# What are your thoughts on all those "low fi study beats" videos?



## Chary (Jun 17, 2021)

For a while now, low fi study beat compilations of soothing music with slow, predictable beats have become popular on YouTube. Every time I check, there's at least two or three on the front page of YouTube, be it just normal music, or game themed. I'm wondering how many people here listen to those and use them for actual studying/work/focusing, given how prevalent they are.


----------



## THEELEMENTKH (Jun 17, 2021)

Yesterday I used one from Megaten, but 99% of the time I don't watch or listen to these kind of videos


----------



## ClancyDaEnlightened (Jun 20, 2021)

Just take some LSD youll get all your study done in about 2-3 hours and actually enjoy doing it


----------



## banjo2 (Jun 20, 2021)

I haven't tried studying to them, but I don't like the way they sound


----------



## BlazeMasterBM (Jun 20, 2021)

They are cringe.


----------



## WG481 (Jun 20, 2021)

Not my cup of tea... yet.
The slow beat seems relaxing, but to me, the faster the music, the faster I work. My playlists are techno, AC/DC, DragonForce, and some occasional german disco here and there. I could probably get myself to go through a whole song and get into it, but for now it's just, well, new

For those of you who do like it: it's a really good genre. If you're a musician, I suggest you make more of it. I want to get into it at some point. Add some nice melodies here or there and I could definitely listen to it. I like melodies.


----------



## Deleted User (Jun 20, 2021)

Back in my University days, I listened to the older versions of Lo-Fi, basically just called Electronic Music at the time.
Most of my records were Café del Mar releases and, nowadays, I think they call themselves Chillout Music.

The Genre is continually changing, so I'm not sure what this will be called in the future.

What I found was that for Designing and Writing, I really couldn't focus with Music that has Lyrics I understand.
As such, for those Study settings, I would either choose Tracks in a Language I don't or Instrumental.

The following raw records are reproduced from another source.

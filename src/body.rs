// dkimseal – serialization of DKIM-signed email messages
// Copyright © 2026 The dkimseal developers
//
// This program is free software: you can redistribute it and/or modify it under
// the terms of the GNU General Public License as published by the Free Software
// Foundation, either version 3 of the License, or (at your option) any later
// version.
//
// This program is distributed in the hope that it will be useful, but WITHOUT
// ANY WARRANTY; without even the implied warranty of MERCHANTABILITY or FITNESS
// FOR A PARTICULAR PURPOSE. See the GNU General Public License for more
// details.
//
// You should have received a copy of the GNU General Public License along with
// this program. If not, see <https://www.gnu.org/licenses/>.

//! Frozen message bodies.

use crate::{
    encode::{EncodingWriter, TransferEncoding},
    message::{MessageError, SignableMessage},
    serialize::SerializeError,
};
use bstr::ByteSlice;
use std::{
    fmt::{self, Debug, Formatter},
    io,
};
use tracing::trace;

/// A byte-for-byte snapshot of a message body as it will be transmitted.
///
/// The snapshot is taken once per serialization call. The signature is
/// computed over these bytes, and exactly these bytes are written after the
/// headers; there is no re-encoding in between.
#[derive(Clone, Eq, PartialEq)]
pub struct EncodedBody(Box<[u8]>);

impl EncodedBody {
    /// Freezes the message body into a snapshot.
    ///
    /// Pending changes are committed first when necessary, so that the
    /// headers describing the encoding match the bytes produced here. The
    /// content is then acquired over the first applicable path: modified
    /// content is written through the filter for the declared transfer
    /// encoding, content without materialized raw bytes is drained from the
    /// message's content stream, and already-materialized raw bytes are
    /// copied as-is.
    pub fn freeze(message: &mut dyn SignableMessage) -> Result<Self, SerializeError> {
        if !message.is_committed() {
            message.commit_changes()?;
        }

        let mut buffer = Vec::new();
        if message.is_modified() {
            let encoding = match message.transfer_encoding() {
                Some(name) => TransferEncoding::from_name(name)
                    .ok_or_else(|| MessageError::UnknownTransferEncoding(name.into()))?,
                None => TransferEncoding::default(),
            };
            trace!(encoding = %encoding, "encoding modified content");
            let mut filter = EncodingWriter::new(&mut buffer, encoding);
            message.write_content(&mut filter)?;
            filter.finish()?;
        } else if let Some(content) = message.raw_content() {
            trace!("copying materialized content");
            buffer.extend_from_slice(content);
        } else {
            trace!("draining content stream");
            let mut stream = message.content_stream()?;
            io::copy(&mut stream, &mut buffer)?;
        }

        trace!(len = buffer.len(), "message body frozen");
        Ok(Self(buffer.into_boxed_slice()))
    }

    /// The body bytes.
    pub fn as_bytes(&self) -> &[u8] {
        &self.0
    }

    pub fn len(&self) -> usize {
        self.0.len()
    }

    pub fn is_empty(&self) -> bool {
        self.0.is_empty()
    }
}

impl AsRef<[u8]> for EncodedBody {
    fn as_ref(&self) -> &[u8] {
        &self.0
    }
}

impl Debug for EncodedBody {
    fn fmt(&self, f: &mut Formatter<'_>) -> fmt::Result {
        f.debug_tuple("EncodedBody").field(&self.0.as_bstr()).finish()
    }
}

That said, I find EDM Instrumentals give me the best performance in doing Creative Work that isn't Writing.
The Euphoric nature of the Genre really lends well to getting things done and giving you a sense of satisfaction in Task Completion.


----------



## Julie_Pilgrim (Jun 22, 2021)

they're pretty nice


----------



## Vila_ (Jun 23, 2021)

I have tried studying with them once or twice but nothig beats my man shosty and his symphonies


----------



## JuanBaNaNa (Jun 23, 2021)

Chary said:


> For a while now, _low fi_ study beat compilations of soothing music with slow, predictable beats have become popular on YouTube. Every time I check, there's at least two or three on the front page of YouTube, be it just normal music, or game themed. I'm wondering how many people here listen to those and use them for actual studying/work/focusing, given how prevalent they are.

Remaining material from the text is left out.